↓

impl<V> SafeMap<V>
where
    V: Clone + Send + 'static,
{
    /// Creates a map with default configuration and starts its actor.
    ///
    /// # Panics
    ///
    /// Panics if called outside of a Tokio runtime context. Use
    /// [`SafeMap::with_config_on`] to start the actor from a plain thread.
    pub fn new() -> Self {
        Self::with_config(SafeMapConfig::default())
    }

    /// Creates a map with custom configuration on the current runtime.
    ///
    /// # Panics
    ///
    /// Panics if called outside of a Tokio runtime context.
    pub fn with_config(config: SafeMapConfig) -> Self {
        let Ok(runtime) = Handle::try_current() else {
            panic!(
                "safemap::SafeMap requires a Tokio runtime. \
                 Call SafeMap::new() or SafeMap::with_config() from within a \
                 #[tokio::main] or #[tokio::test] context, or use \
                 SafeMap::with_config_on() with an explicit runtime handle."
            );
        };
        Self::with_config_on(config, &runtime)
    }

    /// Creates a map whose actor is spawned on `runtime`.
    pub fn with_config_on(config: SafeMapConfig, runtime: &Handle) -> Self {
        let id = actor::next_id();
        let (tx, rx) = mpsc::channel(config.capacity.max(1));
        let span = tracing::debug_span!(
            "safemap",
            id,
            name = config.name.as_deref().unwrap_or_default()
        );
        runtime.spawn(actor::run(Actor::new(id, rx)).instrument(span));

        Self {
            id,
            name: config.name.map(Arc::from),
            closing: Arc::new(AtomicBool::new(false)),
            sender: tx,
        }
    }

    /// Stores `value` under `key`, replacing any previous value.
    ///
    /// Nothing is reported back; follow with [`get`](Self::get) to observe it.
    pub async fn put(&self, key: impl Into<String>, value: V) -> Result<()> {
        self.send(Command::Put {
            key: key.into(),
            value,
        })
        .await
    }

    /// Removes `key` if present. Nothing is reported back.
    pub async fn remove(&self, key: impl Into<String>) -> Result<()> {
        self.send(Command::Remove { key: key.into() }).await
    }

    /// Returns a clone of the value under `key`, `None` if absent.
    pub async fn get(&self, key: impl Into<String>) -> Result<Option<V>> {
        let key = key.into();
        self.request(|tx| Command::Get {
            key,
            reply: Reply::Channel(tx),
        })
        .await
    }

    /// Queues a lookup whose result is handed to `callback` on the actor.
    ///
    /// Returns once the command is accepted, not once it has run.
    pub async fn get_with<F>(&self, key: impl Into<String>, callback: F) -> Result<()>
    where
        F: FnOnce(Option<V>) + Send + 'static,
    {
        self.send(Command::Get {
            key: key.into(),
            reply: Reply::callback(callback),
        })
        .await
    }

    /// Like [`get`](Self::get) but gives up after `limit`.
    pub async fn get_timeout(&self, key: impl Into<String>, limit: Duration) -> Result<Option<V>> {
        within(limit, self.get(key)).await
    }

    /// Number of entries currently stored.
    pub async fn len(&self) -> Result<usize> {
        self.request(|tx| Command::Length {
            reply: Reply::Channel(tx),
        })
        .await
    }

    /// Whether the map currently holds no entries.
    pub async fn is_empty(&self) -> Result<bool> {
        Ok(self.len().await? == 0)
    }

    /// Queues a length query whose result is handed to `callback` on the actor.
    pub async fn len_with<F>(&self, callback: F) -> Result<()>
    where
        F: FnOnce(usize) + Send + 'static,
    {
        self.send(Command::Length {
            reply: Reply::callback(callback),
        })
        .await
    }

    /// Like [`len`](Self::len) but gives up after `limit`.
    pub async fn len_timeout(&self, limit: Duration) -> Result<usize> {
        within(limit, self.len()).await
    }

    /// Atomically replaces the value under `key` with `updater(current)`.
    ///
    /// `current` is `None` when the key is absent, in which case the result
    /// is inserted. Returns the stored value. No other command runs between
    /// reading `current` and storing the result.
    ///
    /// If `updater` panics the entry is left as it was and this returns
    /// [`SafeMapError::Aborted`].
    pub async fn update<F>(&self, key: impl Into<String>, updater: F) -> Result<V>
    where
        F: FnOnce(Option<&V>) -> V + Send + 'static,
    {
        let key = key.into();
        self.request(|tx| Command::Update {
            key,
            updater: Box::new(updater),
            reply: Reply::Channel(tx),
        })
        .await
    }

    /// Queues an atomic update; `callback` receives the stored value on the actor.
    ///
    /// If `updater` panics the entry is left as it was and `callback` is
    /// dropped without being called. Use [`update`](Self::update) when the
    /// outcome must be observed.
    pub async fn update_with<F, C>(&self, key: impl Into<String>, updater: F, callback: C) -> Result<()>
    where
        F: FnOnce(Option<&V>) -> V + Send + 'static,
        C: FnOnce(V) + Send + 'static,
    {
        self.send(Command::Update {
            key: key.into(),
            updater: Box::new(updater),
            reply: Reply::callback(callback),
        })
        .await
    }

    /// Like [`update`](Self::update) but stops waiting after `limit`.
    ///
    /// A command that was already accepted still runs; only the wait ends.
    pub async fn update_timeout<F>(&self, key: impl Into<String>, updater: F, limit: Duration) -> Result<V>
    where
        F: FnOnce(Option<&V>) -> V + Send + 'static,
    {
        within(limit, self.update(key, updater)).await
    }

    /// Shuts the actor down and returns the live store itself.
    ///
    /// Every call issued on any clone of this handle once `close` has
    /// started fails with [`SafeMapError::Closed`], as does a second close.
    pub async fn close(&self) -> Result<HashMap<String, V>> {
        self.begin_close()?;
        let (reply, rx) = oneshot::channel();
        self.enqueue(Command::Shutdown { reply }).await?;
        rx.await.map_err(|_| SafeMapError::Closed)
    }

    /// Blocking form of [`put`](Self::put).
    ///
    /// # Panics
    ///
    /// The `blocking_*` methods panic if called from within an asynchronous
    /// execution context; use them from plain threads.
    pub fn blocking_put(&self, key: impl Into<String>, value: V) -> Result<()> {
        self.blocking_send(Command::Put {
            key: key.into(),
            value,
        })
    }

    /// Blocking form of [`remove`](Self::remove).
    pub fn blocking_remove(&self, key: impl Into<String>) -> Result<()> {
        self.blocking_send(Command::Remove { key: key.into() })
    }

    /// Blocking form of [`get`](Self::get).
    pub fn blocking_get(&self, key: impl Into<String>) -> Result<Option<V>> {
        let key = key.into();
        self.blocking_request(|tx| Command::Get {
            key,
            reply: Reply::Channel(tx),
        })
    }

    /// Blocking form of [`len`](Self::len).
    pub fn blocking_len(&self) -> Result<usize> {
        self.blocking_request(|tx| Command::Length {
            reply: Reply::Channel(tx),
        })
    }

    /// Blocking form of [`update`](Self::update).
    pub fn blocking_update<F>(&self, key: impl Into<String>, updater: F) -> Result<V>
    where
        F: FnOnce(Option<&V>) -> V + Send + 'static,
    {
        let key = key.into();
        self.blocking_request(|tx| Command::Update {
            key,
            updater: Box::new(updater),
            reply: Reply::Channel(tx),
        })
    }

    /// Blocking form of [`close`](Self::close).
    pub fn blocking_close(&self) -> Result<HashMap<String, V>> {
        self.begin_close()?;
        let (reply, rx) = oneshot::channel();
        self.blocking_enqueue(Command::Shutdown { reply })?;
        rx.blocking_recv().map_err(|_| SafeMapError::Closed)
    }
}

↑
↓

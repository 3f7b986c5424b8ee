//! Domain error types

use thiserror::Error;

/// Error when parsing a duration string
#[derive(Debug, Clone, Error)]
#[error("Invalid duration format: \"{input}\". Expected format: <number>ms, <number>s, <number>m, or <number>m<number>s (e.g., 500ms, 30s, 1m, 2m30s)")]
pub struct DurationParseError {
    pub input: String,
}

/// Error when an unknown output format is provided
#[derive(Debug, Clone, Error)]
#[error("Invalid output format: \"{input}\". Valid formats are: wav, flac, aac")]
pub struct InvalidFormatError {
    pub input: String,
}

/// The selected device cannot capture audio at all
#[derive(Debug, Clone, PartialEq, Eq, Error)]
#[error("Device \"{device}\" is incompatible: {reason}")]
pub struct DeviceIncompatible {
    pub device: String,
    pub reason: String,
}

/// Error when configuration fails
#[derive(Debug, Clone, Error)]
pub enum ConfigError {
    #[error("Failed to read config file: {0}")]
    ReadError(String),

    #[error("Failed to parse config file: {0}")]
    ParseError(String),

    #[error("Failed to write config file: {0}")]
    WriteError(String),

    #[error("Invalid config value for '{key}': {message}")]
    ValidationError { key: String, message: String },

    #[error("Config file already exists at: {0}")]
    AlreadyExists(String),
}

↑
↓

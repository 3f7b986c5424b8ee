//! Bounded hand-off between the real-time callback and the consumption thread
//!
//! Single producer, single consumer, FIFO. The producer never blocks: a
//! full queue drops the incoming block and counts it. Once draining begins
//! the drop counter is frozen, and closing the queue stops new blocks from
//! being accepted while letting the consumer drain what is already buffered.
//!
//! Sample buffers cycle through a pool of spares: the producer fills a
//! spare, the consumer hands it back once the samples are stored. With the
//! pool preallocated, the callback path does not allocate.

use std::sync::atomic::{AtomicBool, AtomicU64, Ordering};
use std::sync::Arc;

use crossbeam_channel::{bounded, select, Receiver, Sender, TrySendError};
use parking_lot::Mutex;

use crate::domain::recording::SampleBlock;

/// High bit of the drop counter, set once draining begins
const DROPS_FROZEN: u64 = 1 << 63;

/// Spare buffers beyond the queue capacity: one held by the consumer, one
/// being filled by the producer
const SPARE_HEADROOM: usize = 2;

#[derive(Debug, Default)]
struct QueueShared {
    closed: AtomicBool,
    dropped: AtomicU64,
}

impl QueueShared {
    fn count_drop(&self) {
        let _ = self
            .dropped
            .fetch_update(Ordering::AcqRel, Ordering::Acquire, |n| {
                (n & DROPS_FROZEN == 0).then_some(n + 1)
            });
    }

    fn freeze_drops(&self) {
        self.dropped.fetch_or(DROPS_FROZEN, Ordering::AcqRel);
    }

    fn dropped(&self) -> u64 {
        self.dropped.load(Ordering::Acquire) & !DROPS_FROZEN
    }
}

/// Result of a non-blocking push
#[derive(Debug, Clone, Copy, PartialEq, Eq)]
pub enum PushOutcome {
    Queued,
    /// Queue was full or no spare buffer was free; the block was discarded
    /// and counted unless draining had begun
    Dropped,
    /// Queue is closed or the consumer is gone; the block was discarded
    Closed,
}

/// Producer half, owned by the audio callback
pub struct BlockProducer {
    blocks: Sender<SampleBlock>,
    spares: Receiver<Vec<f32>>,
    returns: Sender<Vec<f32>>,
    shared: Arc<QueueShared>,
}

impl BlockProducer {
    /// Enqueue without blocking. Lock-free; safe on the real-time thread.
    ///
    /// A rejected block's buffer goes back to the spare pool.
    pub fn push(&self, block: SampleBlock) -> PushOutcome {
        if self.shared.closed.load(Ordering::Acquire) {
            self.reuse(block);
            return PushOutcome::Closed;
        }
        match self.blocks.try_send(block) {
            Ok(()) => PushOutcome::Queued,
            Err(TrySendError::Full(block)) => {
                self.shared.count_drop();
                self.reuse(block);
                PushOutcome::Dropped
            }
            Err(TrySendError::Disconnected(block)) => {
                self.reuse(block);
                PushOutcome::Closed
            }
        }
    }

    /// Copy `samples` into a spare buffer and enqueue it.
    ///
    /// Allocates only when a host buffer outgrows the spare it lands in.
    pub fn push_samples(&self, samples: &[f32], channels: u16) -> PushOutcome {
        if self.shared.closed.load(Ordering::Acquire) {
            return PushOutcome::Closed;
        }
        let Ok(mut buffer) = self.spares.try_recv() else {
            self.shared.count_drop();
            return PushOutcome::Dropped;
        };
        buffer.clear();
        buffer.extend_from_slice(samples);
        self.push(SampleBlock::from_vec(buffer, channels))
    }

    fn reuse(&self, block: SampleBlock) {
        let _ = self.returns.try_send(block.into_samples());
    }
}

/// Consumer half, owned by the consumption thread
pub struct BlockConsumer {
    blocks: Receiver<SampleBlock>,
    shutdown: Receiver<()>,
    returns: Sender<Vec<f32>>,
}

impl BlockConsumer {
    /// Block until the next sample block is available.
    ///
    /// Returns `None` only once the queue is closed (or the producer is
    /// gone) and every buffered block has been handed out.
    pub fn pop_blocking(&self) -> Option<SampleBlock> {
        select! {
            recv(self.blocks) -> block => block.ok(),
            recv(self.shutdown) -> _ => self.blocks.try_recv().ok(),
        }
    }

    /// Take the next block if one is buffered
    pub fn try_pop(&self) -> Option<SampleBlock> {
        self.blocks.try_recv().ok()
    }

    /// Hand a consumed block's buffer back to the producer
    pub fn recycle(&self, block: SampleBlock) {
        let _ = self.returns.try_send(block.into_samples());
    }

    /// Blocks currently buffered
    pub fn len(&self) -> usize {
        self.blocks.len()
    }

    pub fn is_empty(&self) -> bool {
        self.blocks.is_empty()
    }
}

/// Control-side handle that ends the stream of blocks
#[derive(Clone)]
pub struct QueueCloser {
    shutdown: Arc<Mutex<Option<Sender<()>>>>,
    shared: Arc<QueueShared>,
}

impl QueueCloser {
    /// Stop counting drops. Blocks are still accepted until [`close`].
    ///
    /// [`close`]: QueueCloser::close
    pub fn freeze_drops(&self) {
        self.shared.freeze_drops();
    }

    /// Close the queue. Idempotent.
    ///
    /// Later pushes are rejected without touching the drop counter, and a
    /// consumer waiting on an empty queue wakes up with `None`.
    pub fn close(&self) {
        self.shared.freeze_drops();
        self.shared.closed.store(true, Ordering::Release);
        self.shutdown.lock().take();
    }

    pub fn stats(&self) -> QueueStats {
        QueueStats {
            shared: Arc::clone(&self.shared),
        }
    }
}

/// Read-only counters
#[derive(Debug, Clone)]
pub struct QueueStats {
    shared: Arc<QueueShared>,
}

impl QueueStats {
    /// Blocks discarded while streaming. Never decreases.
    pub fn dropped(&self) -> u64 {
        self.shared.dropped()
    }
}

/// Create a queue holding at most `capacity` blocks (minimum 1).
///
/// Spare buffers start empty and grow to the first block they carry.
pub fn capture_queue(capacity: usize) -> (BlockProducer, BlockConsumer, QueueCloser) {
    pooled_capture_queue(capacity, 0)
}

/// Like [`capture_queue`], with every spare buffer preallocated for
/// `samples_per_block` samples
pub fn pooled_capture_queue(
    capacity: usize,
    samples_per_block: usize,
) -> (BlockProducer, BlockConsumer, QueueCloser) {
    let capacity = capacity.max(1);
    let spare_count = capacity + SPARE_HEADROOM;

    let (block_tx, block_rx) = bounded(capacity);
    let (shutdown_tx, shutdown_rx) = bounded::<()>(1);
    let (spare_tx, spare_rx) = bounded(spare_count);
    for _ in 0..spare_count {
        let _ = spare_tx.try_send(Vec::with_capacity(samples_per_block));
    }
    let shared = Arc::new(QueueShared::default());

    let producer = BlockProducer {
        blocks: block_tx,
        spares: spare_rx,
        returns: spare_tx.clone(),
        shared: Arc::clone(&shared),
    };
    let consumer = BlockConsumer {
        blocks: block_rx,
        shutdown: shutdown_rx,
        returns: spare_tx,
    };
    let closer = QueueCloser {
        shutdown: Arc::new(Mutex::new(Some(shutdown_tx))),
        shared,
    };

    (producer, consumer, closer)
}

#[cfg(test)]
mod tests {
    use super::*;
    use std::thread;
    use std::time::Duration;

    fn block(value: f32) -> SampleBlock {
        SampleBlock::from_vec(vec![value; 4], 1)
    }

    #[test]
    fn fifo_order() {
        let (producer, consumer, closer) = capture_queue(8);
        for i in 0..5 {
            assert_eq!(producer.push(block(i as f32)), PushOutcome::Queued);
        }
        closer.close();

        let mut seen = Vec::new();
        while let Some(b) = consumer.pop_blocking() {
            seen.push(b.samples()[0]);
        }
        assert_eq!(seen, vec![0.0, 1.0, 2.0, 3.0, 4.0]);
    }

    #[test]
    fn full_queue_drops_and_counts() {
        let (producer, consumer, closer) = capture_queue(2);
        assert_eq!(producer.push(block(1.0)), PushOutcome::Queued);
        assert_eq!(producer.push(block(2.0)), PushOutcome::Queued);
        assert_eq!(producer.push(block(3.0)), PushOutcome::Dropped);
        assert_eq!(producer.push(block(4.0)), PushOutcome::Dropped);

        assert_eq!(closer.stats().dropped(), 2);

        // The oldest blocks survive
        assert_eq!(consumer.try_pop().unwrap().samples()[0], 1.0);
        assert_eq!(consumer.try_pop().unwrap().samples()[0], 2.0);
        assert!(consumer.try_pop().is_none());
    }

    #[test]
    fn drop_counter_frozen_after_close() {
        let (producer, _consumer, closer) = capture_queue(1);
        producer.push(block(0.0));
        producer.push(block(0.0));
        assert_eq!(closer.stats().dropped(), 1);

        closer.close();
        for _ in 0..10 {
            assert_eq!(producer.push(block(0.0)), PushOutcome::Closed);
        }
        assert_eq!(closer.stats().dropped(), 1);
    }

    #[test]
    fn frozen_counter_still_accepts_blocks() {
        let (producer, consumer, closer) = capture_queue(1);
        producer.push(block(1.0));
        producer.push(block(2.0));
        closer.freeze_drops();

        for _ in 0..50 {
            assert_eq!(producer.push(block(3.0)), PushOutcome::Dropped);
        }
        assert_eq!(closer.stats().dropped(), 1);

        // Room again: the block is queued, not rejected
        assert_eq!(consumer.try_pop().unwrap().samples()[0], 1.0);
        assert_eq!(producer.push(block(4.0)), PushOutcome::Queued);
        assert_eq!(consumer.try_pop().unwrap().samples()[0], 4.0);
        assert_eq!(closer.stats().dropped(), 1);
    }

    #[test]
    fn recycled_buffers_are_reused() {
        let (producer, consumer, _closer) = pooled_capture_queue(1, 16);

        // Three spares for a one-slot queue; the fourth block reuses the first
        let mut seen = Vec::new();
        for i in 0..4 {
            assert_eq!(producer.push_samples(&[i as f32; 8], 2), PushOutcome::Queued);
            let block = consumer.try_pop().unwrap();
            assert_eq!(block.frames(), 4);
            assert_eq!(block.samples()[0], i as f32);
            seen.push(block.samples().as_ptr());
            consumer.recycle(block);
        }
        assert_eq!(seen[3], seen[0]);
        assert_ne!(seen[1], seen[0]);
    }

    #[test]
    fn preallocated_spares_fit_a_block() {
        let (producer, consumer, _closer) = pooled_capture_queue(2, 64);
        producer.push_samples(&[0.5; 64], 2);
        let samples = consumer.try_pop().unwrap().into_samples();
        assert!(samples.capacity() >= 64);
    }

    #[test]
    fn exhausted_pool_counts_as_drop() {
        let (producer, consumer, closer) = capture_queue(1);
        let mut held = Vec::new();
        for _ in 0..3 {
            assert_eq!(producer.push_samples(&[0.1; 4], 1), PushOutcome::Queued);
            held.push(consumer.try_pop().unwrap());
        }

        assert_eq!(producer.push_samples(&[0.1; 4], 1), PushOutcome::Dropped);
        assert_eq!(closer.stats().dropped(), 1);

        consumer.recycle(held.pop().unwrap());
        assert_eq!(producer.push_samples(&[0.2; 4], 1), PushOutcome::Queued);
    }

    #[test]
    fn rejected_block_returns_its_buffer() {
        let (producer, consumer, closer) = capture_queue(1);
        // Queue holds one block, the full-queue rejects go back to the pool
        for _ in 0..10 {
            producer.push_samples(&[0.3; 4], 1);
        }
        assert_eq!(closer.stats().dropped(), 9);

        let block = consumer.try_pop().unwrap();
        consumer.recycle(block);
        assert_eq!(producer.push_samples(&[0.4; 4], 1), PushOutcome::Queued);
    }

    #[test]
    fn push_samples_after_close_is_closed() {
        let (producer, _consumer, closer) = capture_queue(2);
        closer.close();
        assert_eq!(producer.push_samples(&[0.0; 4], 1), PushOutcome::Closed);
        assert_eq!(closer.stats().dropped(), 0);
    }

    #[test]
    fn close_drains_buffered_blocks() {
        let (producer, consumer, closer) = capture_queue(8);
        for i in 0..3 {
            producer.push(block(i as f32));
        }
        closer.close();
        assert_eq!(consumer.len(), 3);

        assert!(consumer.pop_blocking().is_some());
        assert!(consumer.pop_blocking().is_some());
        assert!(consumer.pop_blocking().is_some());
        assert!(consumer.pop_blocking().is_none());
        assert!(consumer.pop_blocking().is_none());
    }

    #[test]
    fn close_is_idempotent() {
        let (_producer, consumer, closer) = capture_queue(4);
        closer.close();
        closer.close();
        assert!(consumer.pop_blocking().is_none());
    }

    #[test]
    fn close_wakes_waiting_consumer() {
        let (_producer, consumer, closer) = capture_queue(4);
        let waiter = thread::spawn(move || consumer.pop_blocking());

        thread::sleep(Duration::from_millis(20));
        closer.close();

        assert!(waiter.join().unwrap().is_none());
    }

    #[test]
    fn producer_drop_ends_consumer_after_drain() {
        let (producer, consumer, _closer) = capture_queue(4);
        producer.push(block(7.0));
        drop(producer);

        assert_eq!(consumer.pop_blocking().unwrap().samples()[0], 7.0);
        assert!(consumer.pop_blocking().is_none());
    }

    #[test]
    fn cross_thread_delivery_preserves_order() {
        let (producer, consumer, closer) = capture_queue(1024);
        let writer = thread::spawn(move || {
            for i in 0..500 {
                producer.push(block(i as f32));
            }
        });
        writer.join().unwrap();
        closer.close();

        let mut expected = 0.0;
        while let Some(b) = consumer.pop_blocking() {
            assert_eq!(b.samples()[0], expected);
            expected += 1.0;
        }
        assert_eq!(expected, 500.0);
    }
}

↑

> **What is expected**: Only the lines containing "channels" are needed; copy each of them from the data.

> **Task response**:
    pub fn push_samples(&self, samples: &[f32], channels: u16) -> PushOutcome {
        self.push(SampleBlock::from_vec(buffer, channels))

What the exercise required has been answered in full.